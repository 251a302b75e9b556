//! `SQLite` storage for the file index.
//!
//! This module provides persistent storage for:
//! - Indexed entries keyed by path
//! - Configured roots
//! - Filtered, sorted, paged reads
//! - Per-pass state for incremental reconciliation

mod connection;
mod entries;
mod models;
mod pass_state;
mod query;
mod roots;
mod schema;

use rusqlite::ErrorCode;

use crate::error::StorageError;

pub use connection::Database;
pub use entries::{
    bulk_insert, count_entries, count_for_root, count_under, delete_entry, delete_under, entry_state,
    find_orphans, get_entry, upsert_entry,
};
pub use models::{system_time_to_nanos, Entry, EntryKind, EntryState, Root};
pub use pass_state::{begin_pass, end_pass, mark_seen, mark_seen_under, unseen_paths};
pub use query::{count, page, Filter, SortKey, SortOrder, SortSpec};
pub use roots::{
    ensure_root, get_root_by_path, list_roots, prune_roots, record_sync_result, remove_root,
};
pub use schema::{migrate, verify_schema, SCHEMA_VERSION};

/// The string every stored path below `path` starts with.
pub(crate) fn subtree_prefix(path: &str) -> String {
    let mut prefix = path.trim_end_matches(std::path::MAIN_SEPARATOR).to_string();
    prefix.push(std::path::MAIN_SEPARATOR);
    prefix
}

/// Map a `rusqlite` error, keeping lock contention distinguishable.
pub(crate) fn db_err(e: rusqlite::Error) -> StorageError {
    match e.sqlite_error_code() {
        Some(ErrorCode::DatabaseBusy | ErrorCode::DatabaseLocked) => {
            StorageError::Busy(e.to_string())
        }
        _ => StorageError::Database(e.to_string()),
    }
}

/// Initialize storage with migrations.
///
/// # Errors
///
/// Returns an error if database initialization fails.
pub fn init_storage(db: &Database) -> crate::Result<()> {
    db.with_conn(|conn| {
        migrate(conn)?;
        verify_schema(conn)?;

        tracing::info!("Storage initialized, schema version {SCHEMA_VERSION}");
        Ok(())
    })
}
• • • •
**GOAL OF THE EXERCISE:**
Word for word, quote the lines of the material from the first line through the line with "migrate(conn)?;", both ends included.

**RESPONSE:**
repository 251a302b75e9b556
//! `SQLite` storage for the file index.
//!
//! This module provides persistent storage for:
//! - Indexed entries keyed by path
//! - Configured roots
//! - Filtered, sorted, paged reads
//! - Per-pass state for incremental reconciliation

mod connection;
mod entries;
mod models;
mod pass_state;
mod query;
mod roots;
mod schema;

use rusqlite::ErrorCode;

use crate::error::StorageError;

pub use connection::Database;
pub use entries::{
    bulk_insert, count_entries, count_for_root, count_under, delete_entry, delete_under, entry_state,
    find_orphans, get_entry, upsert_entry,
};
pub use models::{system_time_to_nanos, Entry, EntryKind, EntryState, Root};
pub use pass_state::{begin_pass, end_pass, mark_seen, mark_seen_under, unseen_paths};
pub use query::{count, page, Filter, SortKey, SortOrder, SortSpec};
pub use roots::{
    ensure_root, get_root_by_path, list_roots, prune_roots, record_sync_result, remove_root,
};
pub use schema::{migrate, verify_schema, SCHEMA_VERSION};

/// The string every stored path below `path` starts with.
pub(crate) fn subtree_prefix(path: &str) -> String {
    let mut prefix = path.trim_end_matches(std::path::MAIN_SEPARATOR).to_string();
    prefix.push(std::path::MAIN_SEPARATOR);
    prefix
}

/// Map a `rusqlite` error, keeping lock contention distinguishable.
pub(crate) fn db_err(e: rusqlite::Error) -> StorageError {
    match e.sqlite_error_code() {
        Some(ErrorCode::DatabaseBusy | ErrorCode::DatabaseLocked) => {
            StorageError::Busy(e.to_string())
        }
        _ => StorageError::Database(e.to_string()),
    }
}

/// Initialize storage with migrations.
///
/// # Errors
///
/// Returns an error if database initialization fails.
pub fn init_storage(db: &Database) -> crate::Result<()> {
    db.with_conn(|conn| {
        migrate(conn)?;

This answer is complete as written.